* _Dataset entries_
================

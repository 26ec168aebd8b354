//! Relay configuration types.
//!
//! `RelayConfig` is the process-wide, read-only configuration built once at
//! startup. It can be partially loaded from an optional `turbohelp.toml`;
//! every field has a default so an empty or missing file is valid. The
//! upstream credential is deliberately not part of this type.

use std::path::PathBuf;

use serde::{Deserialize, Serialize};

pub const DEFAULT_HOST: &str = "0.0.0.0";
pub const DEFAULT_PORT: u16 = 3000;
pub const DEFAULT_BASE_URL: &str = "https://models.github.ai/inference";
pub const DEFAULT_MODEL: &str = "openai/gpt-4o";
pub const DEFAULT_STATIC_DIR: &str = "public";
pub const DEFAULT_TIMEOUT_SECS: u64 = 60;

/// Top-level configuration for the relay.
#[derive(Debug, Clone, PartialEq, Eq, Serialize, Deserialize)]
#[serde(default)]
pub struct RelayConfig {
    /// Address the HTTP server binds to.
    pub host: String,
    /// Port the HTTP server listens on.
    pub port: u16,
    /// Base URL of the OpenAI-compatible completion API.
    pub base_url: String,
    /// Model identifier sent with every completion request.
    pub model: String,
    /// Directory holding the front-end page and its assets.
    pub static_dir: PathBuf,
    /// Total timeout for one upstream call, in seconds.
    pub timeout_secs: u64,
}

impl Default for RelayConfig {
    fn default() -> Self {
        Self {
            host: DEFAULT_HOST.to_string(),
            port: DEFAULT_PORT,
            base_url: DEFAULT_BASE_URL.to_string(),
            model: DEFAULT_MODEL.to_string(),
            static_dir: PathBuf::from(DEFAULT_STATIC_DIR),
            timeout_secs: DEFAULT_TIMEOUT_SECS,
        }
    }
}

================

* _How to complete this task_
Print the lines above, unchanged, from the start of the records to the line with "is valid. The", including that final line.

* _Worked solution_
repository 26ec168aebd8b354
//! Relay configuration types.
//!
//! `RelayConfig` is the process-wide, read-only configuration built once at
//! startup. It can be partially loaded from an optional `turbohelp.toml`;
//! every field has a default so an empty or missing file is valid. The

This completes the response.